Sedentary lifestyle poses several health risks as sedentary jobs increases over the years. There are several research made on the dangers of sedentary lifestyle. Heart disease, type 2 diabetes and cancer are the global health threats identified by the United Nations World Health Organization linked to physical inactivity.Journal of the National Cancer Institute published a study which looked at more than 4 million individuals and 68,936 cancer cases. They found out that sitting for long periods of time increases the risk of colon, endometrial, breast and lung cancer, and the risk gets worst with each two hour increase in sitting time.American Journal of Epidemiology published a study that indicates that people who sat more than six hours a day have a higher mortality rate compared to people who sit for 3 hours or less.
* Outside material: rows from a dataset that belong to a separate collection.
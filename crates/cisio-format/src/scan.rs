//! Cursor over an incoming record, the inverse of `render`.

use crate::error::CodecError;
use crate::spec::{Conversion, FieldKind, FieldSpec};
use crate::value::{Complex, Value};

pub(crate) fn check_int_range(field: usize, value: i64, bits: u32) -> Result<(), CodecError> {
    let fits = match bits {
        8 => i8::try_from(value).is_ok(),
        16 => i16::try_from(value).is_ok(),
        32 => i32::try_from(value).is_ok(),
        _ => true,
    };
    if fits {
        Ok(())
    } else {
        Err(CodecError::IntegerRange {
            field,
            value: value.to_string(),
            bits,
        })
    }
}

pub(crate) struct Scanner<'a> {
    input: &'a str,
    pos: usize,
}

impl<'a> Scanner<'a> {
    pub(crate) fn new(input: &'a str) -> Self {
        Self { input, pos: 0 }
    }

    pub(crate) fn pos(&self) -> usize {
        self.pos
    }

    pub(crate) fn is_at_end(&self) -> bool {
        self.pos == self.input.len()
    }

    fn rest(&self) -> &'a str {
        &self.input[self.pos..]
    }

    fn peek(&self) -> Option<u8> {
        self.input.as_bytes().get(self.pos).copied()
    }

    pub(crate) fn literal(&mut self, expected: &str) -> Result<(), CodecError> {
        if self.rest().starts_with(expected) {
            self.pos += expected.len();
            Ok(())
        } else {
            Err(CodecError::Literal {
                expected: expected.to_string(),
                offset: self.pos,
            })
        }
    }

    /// Like [`Scanner::literal`], but a whitespace-only literal may be cut
    /// off by the end of input (a last line without its newline).
    pub(crate) fn literal_or_end(&mut self, expected: &str) -> Result<(), CodecError> {
        if self.is_at_end() && expected.trim().is_empty() {
            return Ok(());
        }
        self.literal(expected)
    }

    pub(crate) fn field(&mut self, index: usize, field: &FieldSpec) -> Result<Value, CodecError> {
        match field.kind {
            FieldKind::Text => self.text(index, field).map(Value::Text),
            FieldKind::Integer => self.integer(index, &field.conversion).map(Value::Integer),
            FieldKind::Float => self.float(index, &field.conversion).map(Value::Float),
            FieldKind::Complex => {
                let re = self.float(index, &field.conversion)?;
                let imag = field.imaginary.as_ref().unwrap_or(&field.conversion);
                let im = self.float(index, imag)?;
                self.literal("j")?;
                Ok(Value::Complex(Complex::new(re, im)))
            }
        }
    }

    fn skip_spaces(&mut self) {
        while self.peek() == Some(b' ') {
            self.pos += 1;
        }
    }

    /// Consume right-hand padding of a left-justified numeric field, never
    /// reading past its declared width.
    fn skip_right_pad(&mut self, conv: &Conversion, field_start: usize) {
        if let (true, Some(width)) = (conv.pads_right(), conv.width) {
            while self.pos - field_start < width && self.peek() == Some(b' ') {
                self.pos += 1;
            }
        }
    }

    fn digits(&self, from: usize) -> usize {
        self.input.as_bytes()[from..]
            .iter()
            .take_while(|b| b.is_ascii_digit())
            .count()
    }

    fn integer(&mut self, index: usize, conv: &Conversion) -> Result<i64, CodecError> {
        let field_start = self.pos;
        self.skip_spaces();
        let start = self.pos;
        let mut end = start;
        if matches!(self.peek(), Some(b'+' | b'-')) {
            end += 1;
        }
        let digits = self.digits(end);
        end += digits;

        let value = if digits == 0 {
            // `%.0d` renders zero as no digits at all.
            if conv.precision == Some(0) && end == start {
                0
            } else {
                return Err(CodecError::Token {
                    field: index,
                    expected: "integer",
                    offset: start,
                });
            }
        } else {
            let token = &self.input[start..end];
            token.parse::<i64>().map_err(|_| CodecError::IntegerRange {
                field: index,
                value: token.to_string(),
                bits: 64,
            })?
        };
        check_int_range(index, value, conv.int_bits())?;

        self.pos = end;
        self.skip_right_pad(conv, field_start);
        Ok(value)
    }

    fn float(&mut self, index: usize, conv: &Conversion) -> Result<f64, CodecError> {
        let field_start = self.pos;
        self.skip_spaces();
        let start = self.pos;
        let bytes = self.input.as_bytes();
        let mut end = start;
        if matches!(bytes.get(end), Some(b'+' | b'-')) {
            end += 1;
        }

        let special = ["infinity", "inf", "nan"].into_iter().find(|word| {
            bytes
                .get(end..end + word.len())
                .is_some_and(|head| head.eq_ignore_ascii_case(word.as_bytes()))
        });

        if let Some(word) = special {
            end += word.len();
        } else {
            let int_digits = self.digits(end);
            end += int_digits;
            let mut frac_digits = 0;
            if bytes.get(end) == Some(&b'.') {
                frac_digits = self.digits(end + 1);
                if frac_digits > 0 {
                    end += 1 + frac_digits;
                }
            }
            if int_digits + frac_digits == 0 {
                return Err(CodecError::Token {
                    field: index,
                    expected: "float",
                    offset: start,
                });
            }
            if matches!(bytes.get(end), Some(b'e' | b'E')) {
                let mut exp = end + 1;
                if matches!(bytes.get(exp), Some(b'+' | b'-')) {
                    exp += 1;
                }
                let exp_digits = self.digits(exp);
                if exp_digits > 0 {
                    end = exp + exp_digits;
                }
            }
        }

        let value = self.input[start..end]
            .parse::<f64>()
            .map_err(|_| CodecError::Token {
                field: index,
                expected: "float",
                offset: start,
            })?;
        self.pos = end;
        self.skip_right_pad(conv, field_start);
        Ok(value)
    }

    fn text(&mut self, index: usize, field: &FieldSpec) -> Result<String, CodecError> {
        let conv = &field.conversion;
        let start = self.pos;
        let rest = self.rest();

        let raw = if !field.literal.is_empty() {
            match rest.find(field.literal.as_str()) {
                Some(end) => &rest[..end],
                None if field.literal.trim().is_empty() => rest,
                None => {
                    return Err(CodecError::Literal {
                        expected: field.literal.clone(),
                        offset: self.input.len(),
                    })
                }
            }
        } else if let Some(width) = conv.width {
            let end = width.min(rest.len());
            if !rest.is_char_boundary(end) {
                return Err(CodecError::Token {
                    field: index,
                    expected: "text",
                    offset: start + end,
                });
            }
            &rest[..end]
        } else {
            let end = rest.find(char::is_whitespace).unwrap_or(rest.len());
            if end == 0 {
                return Err(CodecError::Token {
                    field: index,
                    expected: "text",
                    offset: start,
                });
            }
            &rest[..end]
        };

        let value = if conv.pads_left() {
            raw.trim_start_matches(' ')
        } else if conv.pads_right() {
            raw.trim_end_matches(' ')
        } else {
            raw
        };
        if let Some(max) = conv.width {
            if value.len() > max {
                return Err(CodecError::Overflow {
                    field: index,
                    len: value.len(),
                    max,
                });
            }
        }

        self.pos += raw.len();
        Ok(value.to_string())
    }
}
//! Typed channels between independently running models.
//!
//! Three payload shapes share one lifecycle (`Open`, `Drained`, `Closed`):
//! - [`LineInput`]/[`LineOutput`]: one text line per message
//! - [`RowInput`]/[`RowOutput`]: one formatted record per message
//! - [`ArrayInput`]/[`ArrayOutput`]: a whole column-major table per message
//!
//! Endpoints are generic over the `cisio-transport` traits, so the same
//! code runs over in-memory pipes, framed Unix sockets ([`socket`]) and
//! plain text files ([`file`]). A [`ChannelRegistry`] opens endpoints by
//! logical name.
//!
//! ```
//! use cisio_channel::{RowInput, RowOutput};
//! use cisio_format::FormatDescriptor;
//!
//! let format = FormatDescriptor::parse("%s\t%d\n").unwrap();
//! let (sink, source) = cisio_transport::pipe();
//! let mut output = RowOutput::new("out", sink, format.clone());
//! let mut input = RowInput::new("in", source, format);
//!
//! output.send_row(("apples", 3)).unwrap();
//! output.close().unwrap();
//!
//! let (name, count): (String, i64) = input.recv_as().unwrap();
//! assert_eq!((name.as_str(), count), ("apples", 3));
//! assert!(input.recv().unwrap_err().is_end_of_stream());
//! ```

pub mod array;
pub mod config;
pub mod endpoint;
pub mod error;
pub mod file;
pub mod line;
pub mod registry;
pub mod row;

#[cfg(unix)]
pub mod socket;

pub use array::{ArrayInput, ArrayOutput};
pub use config::{ChannelConfig, DEFAULT_MAX_LINE_LEN};
pub use endpoint::{ChannelState, Deliver, Incoming, Receive};
pub use error::{ChannelError, Result};
pub use file::{
    FileArrayInput, FileArrayOutput, FileLineInput, FileLineOutput, FileMode, FileRowInput,
    FileRowOutput, FileSink, FileSource, Framing,
};
pub use line::{LineInput, LineOutput};
pub use registry::{
    ChannelAddress, ChannelRegistry, DynArrayInput, DynArrayOutput, DynLineInput, DynLineOutput,
    DynRowInput, DynRowOutput, ENV_PREFIX,
};
pub use row::{RowInput, RowOutput};

#[cfg(unix)]
pub use socket::{
    SocketArrayInput, SocketArrayOutput, SocketLineInput, SocketLineOutput, SocketRowInput,
    SocketRowOutput, SocketSink, SocketSource,
};
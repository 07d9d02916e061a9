//! Length-prefixed message framing for cisio stream transports.
//!
//! Every message is framed with:
//! - A 2-byte magic number ("CI") for stream synchronization
//! - A 4-byte little-endian payload length
//! - A 2-byte little-endian frame kind (data or end-of-stream)
//!
//! [`FrameReader`] and [`FrameWriter`] implement the `cisio-transport`
//! message traits, so any `Read`/`Write` pair becomes a channel transport.

pub mod codec;
pub mod error;
pub mod reader;
pub mod writer;

pub use codec::{
    decode_frame, encode_frame, Frame, FrameConfig, FrameKind, DEFAULT_MAX_PAYLOAD, HEADER_SIZE,
};
pub use error::{FrameError, Result};
pub use reader::FrameReader;
pub use writer::FrameWriter;
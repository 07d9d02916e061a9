use bytes::Bytes;

use crate::error::Result;

/// Outcome of a blocking receive.
#[derive(Debug, Clone, PartialEq, Eq)]
pub enum Received {
    /// One complete message, boundaries preserved.
    Message(Bytes),
    /// The peer announced that no further messages will follow.
    EndOfStream,
}

impl Received {
    /// Returns true for the end-of-stream marker.
    pub fn is_end_of_stream(&self) -> bool {
        matches!(self, Received::EndOfStream)
    }
}

/// Receiving half of a point-to-point message transport.
///
/// Implementations deliver whole messages in order and report the peer's
/// end-of-stream marker distinctly from failures.
pub trait MessageSource: Send {
    /// Block until the next message or end-of-stream arrives.
    fn recv(&mut self) -> Result<Received>;

    /// Short transport name for diagnostics.
    fn transport_name(&self) -> &'static str;
}

/// Sending half of a point-to-point message transport.
pub trait MessageSink: Send {
    /// Hand one message to the transport (blocks until accepted).
    fn send(&mut self, payload: &[u8]) -> Result<()>;

    /// Tell the peer that no further messages will follow.
    fn send_eof(&mut self) -> Result<()>;

    /// Flush and release transport resources.
    fn close(&mut self) -> Result<()> {
        Ok(())
    }

    /// Short transport name for diagnostics.
    fn transport_name(&self) -> &'static str;
}

impl<T: MessageSource + ?Sized> MessageSource for Box<T> {
    fn recv(&mut self) -> Result<Received> {
        (**self).recv()
    }

    fn transport_name(&self) -> &'static str {
        (**self).transport_name()
    }
}

impl<T: MessageSink + ?Sized> MessageSink for Box<T> {
    fn send(&mut self, payload: &[u8]) -> Result<()> {
        (**self).send(payload)
    }

    fn send_eof(&mut self) -> Result<()> {
        (**self).send_eof()
    }

    fn close(&mut self) -> Result<()> {
        (**self).close()
    }

    fn transport_name(&self) -> &'static str {
        (**self).transport_name()
    }
}
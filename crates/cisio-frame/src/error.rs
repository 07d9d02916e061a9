use cisio_transport::TransportError;

/// Errors that can occur during frame encoding/decoding.
#[derive(Debug, thiserror::Error)]
pub enum FrameError {
    /// The frame header contains an invalid magic number.
    #[error("invalid frame magic (expected 0x4349 \"CI\")")]
    InvalidMagic,

    /// The frame header names a kind this version does not know.
    #[error("unknown frame kind {kind} ({len} byte payload)")]
    UnknownKind { kind: u16, len: usize },

    /// The payload exceeds the configured maximum size.
    #[error("payload too large ({size} bytes, max {max})")]
    PayloadTooLarge { size: usize, max: usize },

    /// An I/O error occurred while reading or writing frames.
    #[error("frame I/O error: {0}")]
    Io(#[from] std::io::Error),

    /// The stream ended cleanly between frames.
    #[error("connection closed")]
    ConnectionClosed,

    /// The stream ended in the middle of a frame.
    #[error("connection closed mid-frame ({buffered} bytes buffered)")]
    Truncated { buffered: usize },
}

pub type Result<T> = std::result::Result<T, FrameError>;

impl From<FrameError> for TransportError {
    fn from(err: FrameError) -> Self {
        match err {
            FrameError::Io(io) => TransportError::Io(io),
            FrameError::PayloadTooLarge { size, max } => {
                TransportError::MessageTooLarge { size, max }
            }
            FrameError::ConnectionClosed => TransportError::Disconnected,
            other => TransportError::Protocol(other.to_string()),
        }
    }
}
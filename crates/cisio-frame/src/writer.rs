use std::io::{ErrorKind, Write};

use bytes::BytesMut;
use cisio_transport::{IpcStream, MessageSink, TransportError};
use tracing::{debug, trace};

use crate::codec::{encode_frame, Frame, FrameConfig, FrameKind};
use crate::error::{FrameError, Result};

const INITIAL_BUFFER_CAPACITY: usize = 8 * 1024;

/// Writes complete frames to any `Write` stream.
pub struct FrameWriter<T> {
    inner: T,
    buf: BytesMut,
    config: FrameConfig,
}

impl<T: Write> FrameWriter<T> {
    /// Create a new frame writer with default configuration.
    pub fn new(inner: T) -> Self {
        Self::with_config(inner, FrameConfig::default())
    }

    /// Create a new frame writer with explicit configuration.
    pub fn with_config(inner: T, config: FrameConfig) -> Self {
        Self {
            inner,
            buf: BytesMut::with_capacity(INITIAL_BUFFER_CAPACITY),
            config,
        }
    }

    /// Write a complete frame (blocking).
    pub fn write_frame(&mut self, frame: &Frame) -> Result<()> {
        self.write_kind(frame.kind, frame.payload.as_ref())
    }

    /// Encode and send one data frame.
    pub fn send(&mut self, payload: &[u8]) -> Result<()> {
        self.write_kind(FrameKind::Data, payload)
    }

    /// Send the end-of-stream frame.
    pub fn send_end_of_stream(&mut self) -> Result<()> {
        self.write_kind(FrameKind::EndOfStream, &[])
    }

    fn write_kind(&mut self, kind: FrameKind, payload: &[u8]) -> Result<()> {
        if payload.len() > self.config.max_payload_size {
            return Err(FrameError::PayloadTooLarge {
                size: payload.len(),
                max: self.config.max_payload_size,
            });
        }

        self.buf.clear();
        encode_frame(kind, payload, &mut self.buf)?;

        let mut offset = 0usize;
        while offset < self.buf.len() {
            match self.inner.write(&self.buf[offset..]) {
                Ok(0) => return Err(FrameError::ConnectionClosed),
                Ok(n) => offset += n,
                Err(err) if err.kind() == ErrorKind::Interrupted => continue,
                Err(err) => return Err(FrameError::Io(err)),
            }
        }

        self.flush()
    }

    /// Flush the underlying stream.
    pub fn flush(&mut self) -> Result<()> {
        loop {
            match self.inner.flush() {
                Ok(()) => return Ok(()),
                Err(err) if err.kind() == ErrorKind::Interrupted => continue,
                Err(err) => return Err(FrameError::Io(err)),
            }
        }
    }

    /// Borrow the underlying stream.
    pub fn get_ref(&self) -> &T {
        &self.inner
    }

    /// Mutably borrow the underlying stream.
    pub fn get_mut(&mut self) -> &mut T {
        &mut self.inner
    }

    /// Consume the writer and return the inner stream.
    pub fn into_inner(self) -> T {
        self.inner
    }

    /// Current frame writer configuration.
    pub fn config(&self) -> &FrameConfig {
        &self.config
    }
}

impl FrameWriter<IpcStream> {
    /// Create a frame writer for `IpcStream` and apply write timeout from config.
    pub fn with_config_ipc(
        inner: IpcStream,
        config: FrameConfig,
    ) -> std::result::Result<Self, TransportError> {
        inner.set_write_timeout(config.write_timeout)?;
        Ok(Self::with_config(inner, config))
    }
}

impl<T: Write + Send> MessageSink for FrameWriter<T> {
    fn send(&mut self, payload: &[u8]) -> std::result::Result<(), TransportError> {
        trace!(len = payload.len(), "frame send");
        FrameWriter::send(self, payload).map_err(Into::into)
    }

    fn send_eof(&mut self) -> std::result::Result<(), TransportError> {
        debug!("sending end-of-stream frame");
        self.send_end_of_stream().map_err(Into::into)
    }

    fn close(&mut self) -> std::result::Result<(), TransportError> {
        self.flush().map_err(Into::into)
    }

    fn transport_name(&self) -> &'static str {
        "framed-stream"
    }
}

#[cfg(test)]
mod tests {
    use std::io::Cursor;
    use std::sync::atomic::{AtomicBool, Ordering};
    use std::sync::Arc;

    use super::*;
    use crate::codec::decode_frame;

    fn decode_all(bytes: Vec<u8>) -> Vec<Frame> {
        let mut wire = BytesMut::from(bytes.as_slice());
        let mut frames = Vec::new();
        while let Some(frame) = decode_frame(&mut wire, usize::MAX).unwrap() {
            frames.push(frame);
        }
        frames
    }

    #[test]
    fn writes_data_then_end_of_stream() {
        let mut writer = FrameWriter::new(Cursor::new(Vec::<u8>::new()));
        writer.send(b"abcde\t5\n").unwrap();
        writer.send_end_of_stream().unwrap();

        let frames = decode_all(writer.into_inner().into_inner());
        assert_eq!(
            frames,
            vec![Frame::data(&b"abcde\t5\n"[..]), Frame::end_of_stream()]
        );
    }

    #[test]
    fn write_frame_preserves_kind() {
        let mut writer = FrameWriter::new(Cursor::new(Vec::<u8>::new()));
        writer.write_frame(&Frame::end_of_stream()).unwrap();

        let frames = decode_all(writer.into_inner().into_inner());
        assert_eq!(frames[0].kind, FrameKind::EndOfStream);
    }

    #[test]
    fn payload_too_large_rejected_before_write() {
        let cfg = FrameConfig {
            max_payload_size: 4,
            ..FrameConfig::default()
        };
        let mut writer = FrameWriter::with_config(Cursor::new(Vec::<u8>::new()), cfg);

        let err = writer.send(b"oversized").unwrap_err();
        assert!(matches!(err, FrameError::PayloadTooLarge { size: 9, max: 4 }));
        assert!(writer.get_ref().get_ref().is_empty());
    }

    #[test]
    fn every_send_flushes() {
        let sink = FlushTrackingWriter::default();
        let flag = Arc::clone(&sink.flushed);
        let mut writer = FrameWriter::new(sink);

        writer.send(b"x").unwrap();
        assert!(flag.load(Ordering::SeqCst));
    }

    #[test]
    fn interrupted_write_is_retried() {
        let mut writer = FrameWriter::new(InterruptedOnce {
            interrupted: false,
            data: Vec::new(),
        });
        writer.send(b"retry").unwrap();
        assert!(!writer.into_inner().data.is_empty());
    }

    #[test]
    fn zero_length_write_means_closed() {
        let mut writer = FrameWriter::new(ZeroWriter);
        assert!(matches!(
            writer.send(b"x"),
            Err(FrameError::ConnectionClosed)
        ));
    }

    #[test]
    fn message_sink_errors_map_to_transport_errors() {
        let mut writer = FrameWriter::new(ZeroWriter);
        let err = MessageSink::send(&mut writer, b"x").unwrap_err();
        assert!(matches!(err, TransportError::Disconnected));
        assert_eq!(writer.transport_name(), "framed-stream");
    }

    #[derive(Default)]
    struct FlushTrackingWriter {
        flushed: Arc<AtomicBool>,
        data: Vec<u8>,
    }

    impl Write for FlushTrackingWriter {
        fn write(&mut self, buf: &[u8]) -> std::io::Result<usize> {
            self.data.extend_from_slice(buf);
            Ok(buf.len())
        }

        fn flush(&mut self) -> std::io::Result<()> {
            self.flushed.store(true, Ordering::SeqCst);
            Ok(())
        }
    }

    struct InterruptedOnce {
        interrupted: bool,
        data: Vec<u8>,
    }

    impl Write for InterruptedOnce {
        fn write(&mut self, buf: &[u8]) -> std::io::Result<usize> {
            if !self.interrupted {
                self.interrupted = true;
                return Err(std::io::Error::from(ErrorKind::Interrupted));
            }
            self.data.extend_from_slice(buf);
            Ok(buf.len())
        }

        fn flush(&mut self) -> std::io::Result<()> {
            Ok(())
        }
    }

    struct ZeroWriter;

    impl Write for ZeroWriter {
        fn write(&mut self, _buf: &[u8]) -> std::io::Result<usize> {
            Ok(0)
        }

        fn flush(&mut self) -> std::io::Result<()> {
            Ok(())
        }
    }
}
The largest studies in the effect of sedentary lifestyles were conducted by Loughborough University and the University of Leicester. Researcher assessed nearly 800,000 people from different countries. They found strong evidence linking excessive sitting to poor health. People who sit most in a chair have 112% higher risk of developing diabetes, 147% higher risk of suffering from stroke and heart disease and 49% increase risk of death from any cause. The sitting disease is associated with a variety of inactivity related conditions. Studies show that exercise doesn’t cure the sitting disease. The long term effect of prolong sitting is not reversible through exercise or diet. The only way to minimise the risk is to limit the sitting time everyday and doing low-intensity contractual activity throughout the day.

Our body is designed to be active. The moment it becomes idle our bodily systems become less efficient. Our metabolism slows down causing the fat-burning enzymes to stop breaking down triglycerides. The longer we sit our fat burners decrease by 50% making us store more fats. This cause obesity and metabolic syndrome including the conditions such as high blood pressure, high blood sugar and abnormal cholesterol levels. Each hour we sit the levels of artery deposits in our blood vessels increase by 14%. Sedentary people have fluctuating insulin levels and increased blood lipids. The accumulation causes heart disease and diabetes.

If sedentary lifestyle is killing us, what can we do about it? The solution seems to be reducing our sitting time and moving. Getting consistent activity throughout the day keeps our metabolism working in high gear. Movement even leisurely ones can help us burn more calories leading to weight loss. Even with a minimal effort we can see the difference. Regular physical activity has many health benefits. It reduces our risk of cardiovascular disease, cancer and weakened bones. Physical activity also releases endorphin; this makes us feel more positive which boost our productivity.

There are many things we can do to mitigate the effects of excessive sitting. Reduce your sitting time with these tips:

  • Try to stand rather than sit if you have a chance. Stand while talking on the phone.
  • Change your work station. Replace your regular desk with standing desk or improvise with a high table or counter.
  • Replace your wheely desk chair with regular chair so you have to get up and move around your work space.
  • Try to walk around the office every hour. Keep a small glass of water on your desk so that you will have a reason to stand to refill it.
  • Exercise as you work. Gentle exercise like leg raise can increase your metabolic rate.
  • Take the stairs rather than taking the lift.
  • If you’re commuting to work, walk to the station instead of taking the bus.
  • Join an exercise club.
  • Walking the dog, dancing or playing with the kids promotes physical activity and good health.